___ Information shown

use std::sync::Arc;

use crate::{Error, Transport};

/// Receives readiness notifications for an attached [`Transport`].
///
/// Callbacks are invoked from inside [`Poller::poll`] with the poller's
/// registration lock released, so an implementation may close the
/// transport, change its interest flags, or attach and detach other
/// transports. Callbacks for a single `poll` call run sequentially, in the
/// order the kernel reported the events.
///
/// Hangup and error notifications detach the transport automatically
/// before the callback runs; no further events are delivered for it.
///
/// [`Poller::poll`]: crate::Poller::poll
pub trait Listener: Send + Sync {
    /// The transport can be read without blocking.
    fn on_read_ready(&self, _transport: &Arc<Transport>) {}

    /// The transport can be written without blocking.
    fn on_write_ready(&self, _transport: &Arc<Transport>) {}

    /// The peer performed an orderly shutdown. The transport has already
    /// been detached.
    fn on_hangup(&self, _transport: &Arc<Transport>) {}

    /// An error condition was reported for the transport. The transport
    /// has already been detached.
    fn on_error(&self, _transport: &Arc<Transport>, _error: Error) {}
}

______
___ Information shown

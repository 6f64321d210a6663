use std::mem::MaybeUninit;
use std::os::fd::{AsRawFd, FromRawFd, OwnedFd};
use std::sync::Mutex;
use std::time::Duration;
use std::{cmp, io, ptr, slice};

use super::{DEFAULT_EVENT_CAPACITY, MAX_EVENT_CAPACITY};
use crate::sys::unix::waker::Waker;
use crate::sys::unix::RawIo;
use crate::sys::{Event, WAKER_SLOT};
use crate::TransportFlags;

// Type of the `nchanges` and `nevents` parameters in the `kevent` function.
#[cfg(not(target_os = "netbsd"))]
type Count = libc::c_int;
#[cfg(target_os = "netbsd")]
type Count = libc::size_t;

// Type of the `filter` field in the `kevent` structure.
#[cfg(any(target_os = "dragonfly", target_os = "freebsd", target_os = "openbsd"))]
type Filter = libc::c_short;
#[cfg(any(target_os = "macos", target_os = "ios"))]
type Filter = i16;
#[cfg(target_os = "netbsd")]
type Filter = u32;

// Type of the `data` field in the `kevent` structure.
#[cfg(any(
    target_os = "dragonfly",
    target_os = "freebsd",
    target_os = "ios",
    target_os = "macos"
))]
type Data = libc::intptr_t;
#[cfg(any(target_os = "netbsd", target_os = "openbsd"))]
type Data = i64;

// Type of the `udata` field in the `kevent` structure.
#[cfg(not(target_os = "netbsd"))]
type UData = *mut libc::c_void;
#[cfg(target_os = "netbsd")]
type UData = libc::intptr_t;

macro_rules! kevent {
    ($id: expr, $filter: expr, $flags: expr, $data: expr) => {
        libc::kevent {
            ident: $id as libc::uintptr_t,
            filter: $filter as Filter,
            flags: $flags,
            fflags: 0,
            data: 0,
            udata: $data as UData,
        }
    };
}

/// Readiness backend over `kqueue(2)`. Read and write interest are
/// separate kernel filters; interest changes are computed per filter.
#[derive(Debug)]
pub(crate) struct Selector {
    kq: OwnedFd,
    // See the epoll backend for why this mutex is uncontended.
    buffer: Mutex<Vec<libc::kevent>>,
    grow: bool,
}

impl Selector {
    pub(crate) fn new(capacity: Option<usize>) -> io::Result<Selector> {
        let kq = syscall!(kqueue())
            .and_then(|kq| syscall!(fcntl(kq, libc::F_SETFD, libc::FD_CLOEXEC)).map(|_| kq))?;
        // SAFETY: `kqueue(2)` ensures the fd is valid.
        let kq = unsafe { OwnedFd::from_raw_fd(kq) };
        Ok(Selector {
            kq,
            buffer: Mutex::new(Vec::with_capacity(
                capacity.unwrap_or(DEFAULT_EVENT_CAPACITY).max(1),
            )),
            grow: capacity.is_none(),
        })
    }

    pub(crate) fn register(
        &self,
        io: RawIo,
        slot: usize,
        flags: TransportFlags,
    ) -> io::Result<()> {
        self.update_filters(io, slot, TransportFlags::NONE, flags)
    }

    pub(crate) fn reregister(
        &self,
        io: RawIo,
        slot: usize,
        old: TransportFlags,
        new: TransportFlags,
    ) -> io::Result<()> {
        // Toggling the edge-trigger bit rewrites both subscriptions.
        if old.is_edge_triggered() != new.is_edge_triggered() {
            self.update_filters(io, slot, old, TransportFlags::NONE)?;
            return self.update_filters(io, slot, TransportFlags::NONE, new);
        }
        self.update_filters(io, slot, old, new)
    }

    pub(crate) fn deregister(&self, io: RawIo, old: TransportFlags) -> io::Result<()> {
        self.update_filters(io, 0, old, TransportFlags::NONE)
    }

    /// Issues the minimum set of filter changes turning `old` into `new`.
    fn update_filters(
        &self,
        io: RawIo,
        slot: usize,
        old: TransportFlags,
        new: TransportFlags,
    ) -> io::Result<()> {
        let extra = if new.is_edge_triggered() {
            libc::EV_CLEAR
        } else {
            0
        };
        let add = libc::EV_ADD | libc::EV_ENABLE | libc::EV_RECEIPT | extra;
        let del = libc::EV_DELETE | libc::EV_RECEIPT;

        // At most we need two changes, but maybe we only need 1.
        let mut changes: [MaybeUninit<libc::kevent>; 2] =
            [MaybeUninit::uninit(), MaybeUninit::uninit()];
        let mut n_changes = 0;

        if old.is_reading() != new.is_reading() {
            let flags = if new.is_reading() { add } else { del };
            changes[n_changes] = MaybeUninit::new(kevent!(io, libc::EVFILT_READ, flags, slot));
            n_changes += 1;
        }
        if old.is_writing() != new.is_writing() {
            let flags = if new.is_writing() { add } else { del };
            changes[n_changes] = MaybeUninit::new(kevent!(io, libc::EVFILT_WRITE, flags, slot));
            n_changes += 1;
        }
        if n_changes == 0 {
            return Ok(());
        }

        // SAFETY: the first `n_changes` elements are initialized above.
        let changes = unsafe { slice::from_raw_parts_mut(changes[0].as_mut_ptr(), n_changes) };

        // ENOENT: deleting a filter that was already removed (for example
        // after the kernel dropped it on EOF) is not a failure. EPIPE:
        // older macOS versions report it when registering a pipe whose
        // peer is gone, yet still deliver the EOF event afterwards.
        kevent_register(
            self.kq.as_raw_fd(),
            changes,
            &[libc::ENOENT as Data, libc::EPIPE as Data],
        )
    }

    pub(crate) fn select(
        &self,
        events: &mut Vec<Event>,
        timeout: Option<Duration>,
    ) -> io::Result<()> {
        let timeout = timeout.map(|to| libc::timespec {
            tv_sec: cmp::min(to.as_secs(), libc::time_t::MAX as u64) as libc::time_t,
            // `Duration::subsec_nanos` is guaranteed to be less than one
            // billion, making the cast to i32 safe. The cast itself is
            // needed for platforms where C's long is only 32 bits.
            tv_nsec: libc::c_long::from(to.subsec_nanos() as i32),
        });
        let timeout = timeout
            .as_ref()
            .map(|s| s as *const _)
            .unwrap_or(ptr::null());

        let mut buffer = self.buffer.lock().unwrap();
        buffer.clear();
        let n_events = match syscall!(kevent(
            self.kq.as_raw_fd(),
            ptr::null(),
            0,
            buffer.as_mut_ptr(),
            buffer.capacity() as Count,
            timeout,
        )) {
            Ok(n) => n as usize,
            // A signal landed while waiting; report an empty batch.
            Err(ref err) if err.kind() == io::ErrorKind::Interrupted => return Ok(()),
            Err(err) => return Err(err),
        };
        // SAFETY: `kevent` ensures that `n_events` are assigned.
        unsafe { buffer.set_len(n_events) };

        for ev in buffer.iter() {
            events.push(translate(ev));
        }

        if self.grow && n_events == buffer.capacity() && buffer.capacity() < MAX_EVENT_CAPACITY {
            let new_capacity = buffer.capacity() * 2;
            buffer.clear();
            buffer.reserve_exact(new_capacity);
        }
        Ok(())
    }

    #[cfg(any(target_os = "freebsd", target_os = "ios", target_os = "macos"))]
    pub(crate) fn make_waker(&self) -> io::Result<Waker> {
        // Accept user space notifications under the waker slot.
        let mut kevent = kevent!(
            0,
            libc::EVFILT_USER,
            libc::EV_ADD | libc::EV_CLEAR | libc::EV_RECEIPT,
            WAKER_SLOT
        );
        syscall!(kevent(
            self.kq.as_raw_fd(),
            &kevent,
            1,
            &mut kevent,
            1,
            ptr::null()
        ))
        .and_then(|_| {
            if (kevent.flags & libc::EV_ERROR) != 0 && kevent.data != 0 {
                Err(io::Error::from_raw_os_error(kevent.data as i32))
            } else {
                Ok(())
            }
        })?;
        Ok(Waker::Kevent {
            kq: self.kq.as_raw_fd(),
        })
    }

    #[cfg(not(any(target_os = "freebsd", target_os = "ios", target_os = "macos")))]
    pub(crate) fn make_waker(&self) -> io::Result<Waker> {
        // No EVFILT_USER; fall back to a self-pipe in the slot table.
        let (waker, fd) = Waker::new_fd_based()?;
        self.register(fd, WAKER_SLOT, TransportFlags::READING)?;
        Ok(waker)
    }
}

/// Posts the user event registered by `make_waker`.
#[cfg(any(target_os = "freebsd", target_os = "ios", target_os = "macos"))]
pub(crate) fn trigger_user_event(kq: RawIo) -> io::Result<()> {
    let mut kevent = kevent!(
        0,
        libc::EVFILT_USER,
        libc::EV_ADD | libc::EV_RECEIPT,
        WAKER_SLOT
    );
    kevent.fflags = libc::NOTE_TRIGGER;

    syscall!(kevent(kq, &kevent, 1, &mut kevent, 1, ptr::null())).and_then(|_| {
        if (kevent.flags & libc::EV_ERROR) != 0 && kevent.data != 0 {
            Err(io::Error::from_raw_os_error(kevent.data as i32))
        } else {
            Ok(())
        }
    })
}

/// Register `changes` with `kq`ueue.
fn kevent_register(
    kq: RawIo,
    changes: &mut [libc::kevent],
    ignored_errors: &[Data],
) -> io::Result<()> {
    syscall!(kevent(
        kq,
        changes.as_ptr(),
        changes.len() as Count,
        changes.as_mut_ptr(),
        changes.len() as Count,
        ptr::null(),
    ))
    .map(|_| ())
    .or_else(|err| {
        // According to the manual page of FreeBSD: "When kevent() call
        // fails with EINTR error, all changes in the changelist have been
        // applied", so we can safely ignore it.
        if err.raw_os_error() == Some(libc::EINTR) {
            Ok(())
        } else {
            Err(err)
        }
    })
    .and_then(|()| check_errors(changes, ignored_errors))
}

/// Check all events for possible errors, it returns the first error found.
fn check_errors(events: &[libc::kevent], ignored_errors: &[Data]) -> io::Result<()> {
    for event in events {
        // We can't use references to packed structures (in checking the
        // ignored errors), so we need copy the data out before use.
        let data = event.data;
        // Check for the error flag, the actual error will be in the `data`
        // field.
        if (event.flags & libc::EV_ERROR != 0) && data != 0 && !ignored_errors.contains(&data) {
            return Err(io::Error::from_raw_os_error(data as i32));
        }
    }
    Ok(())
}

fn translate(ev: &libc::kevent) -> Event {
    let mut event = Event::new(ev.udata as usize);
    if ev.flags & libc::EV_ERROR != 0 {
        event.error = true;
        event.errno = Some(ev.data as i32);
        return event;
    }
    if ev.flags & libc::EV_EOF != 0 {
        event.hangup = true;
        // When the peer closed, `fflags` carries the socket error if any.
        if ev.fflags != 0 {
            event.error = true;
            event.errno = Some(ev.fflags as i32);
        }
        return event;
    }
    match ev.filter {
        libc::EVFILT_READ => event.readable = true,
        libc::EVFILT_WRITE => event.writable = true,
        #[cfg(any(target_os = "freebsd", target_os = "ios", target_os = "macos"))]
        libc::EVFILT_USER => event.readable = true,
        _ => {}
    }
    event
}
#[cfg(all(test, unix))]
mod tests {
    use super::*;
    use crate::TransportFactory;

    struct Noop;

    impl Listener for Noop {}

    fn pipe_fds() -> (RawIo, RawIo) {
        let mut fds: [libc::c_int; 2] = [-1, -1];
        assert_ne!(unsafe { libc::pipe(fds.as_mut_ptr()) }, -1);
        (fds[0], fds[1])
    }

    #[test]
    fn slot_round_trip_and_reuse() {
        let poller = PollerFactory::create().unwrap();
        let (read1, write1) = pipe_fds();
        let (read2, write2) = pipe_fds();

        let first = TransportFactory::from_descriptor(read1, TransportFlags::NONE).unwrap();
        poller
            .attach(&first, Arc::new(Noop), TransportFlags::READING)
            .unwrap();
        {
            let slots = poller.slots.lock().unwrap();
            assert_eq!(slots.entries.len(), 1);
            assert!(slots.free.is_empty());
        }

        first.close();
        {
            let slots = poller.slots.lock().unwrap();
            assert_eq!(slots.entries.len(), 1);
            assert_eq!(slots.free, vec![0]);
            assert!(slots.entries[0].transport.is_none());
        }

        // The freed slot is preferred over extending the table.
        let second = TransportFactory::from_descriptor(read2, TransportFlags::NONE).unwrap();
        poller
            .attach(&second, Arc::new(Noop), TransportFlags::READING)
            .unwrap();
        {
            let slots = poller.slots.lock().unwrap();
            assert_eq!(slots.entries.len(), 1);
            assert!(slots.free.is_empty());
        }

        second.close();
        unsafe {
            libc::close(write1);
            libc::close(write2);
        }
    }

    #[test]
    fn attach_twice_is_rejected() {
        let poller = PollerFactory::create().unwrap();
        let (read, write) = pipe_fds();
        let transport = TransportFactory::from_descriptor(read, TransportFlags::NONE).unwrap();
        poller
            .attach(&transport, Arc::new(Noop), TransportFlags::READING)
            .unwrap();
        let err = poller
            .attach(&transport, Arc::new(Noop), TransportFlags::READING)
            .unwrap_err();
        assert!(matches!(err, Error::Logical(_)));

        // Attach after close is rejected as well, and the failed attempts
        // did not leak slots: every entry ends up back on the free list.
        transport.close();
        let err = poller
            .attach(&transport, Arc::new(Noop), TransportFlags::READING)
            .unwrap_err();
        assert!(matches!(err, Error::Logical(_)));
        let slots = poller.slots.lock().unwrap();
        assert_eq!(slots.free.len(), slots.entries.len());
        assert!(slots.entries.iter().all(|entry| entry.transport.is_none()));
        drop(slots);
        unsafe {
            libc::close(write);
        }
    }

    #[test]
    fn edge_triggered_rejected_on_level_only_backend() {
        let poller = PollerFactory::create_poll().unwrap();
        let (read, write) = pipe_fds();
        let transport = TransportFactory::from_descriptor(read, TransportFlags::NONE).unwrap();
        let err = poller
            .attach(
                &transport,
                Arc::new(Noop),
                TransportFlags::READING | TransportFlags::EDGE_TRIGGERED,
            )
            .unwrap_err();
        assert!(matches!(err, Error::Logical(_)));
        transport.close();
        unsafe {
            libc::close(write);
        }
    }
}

______

• Work request: In the data above, start at the line that has "use std::sync::Arc;", stop after the line that has "may close the", and print every line in between exactly as it stands.

• Solution to this exercise:
use std::sync::Arc;

use crate::{Error, Transport};

/// Receives readiness notifications for an attached [`Transport`].
///
/// Callbacks are invoked from inside [`Poller::poll`] with the poller's
/// registration lock released, so an implementation may close the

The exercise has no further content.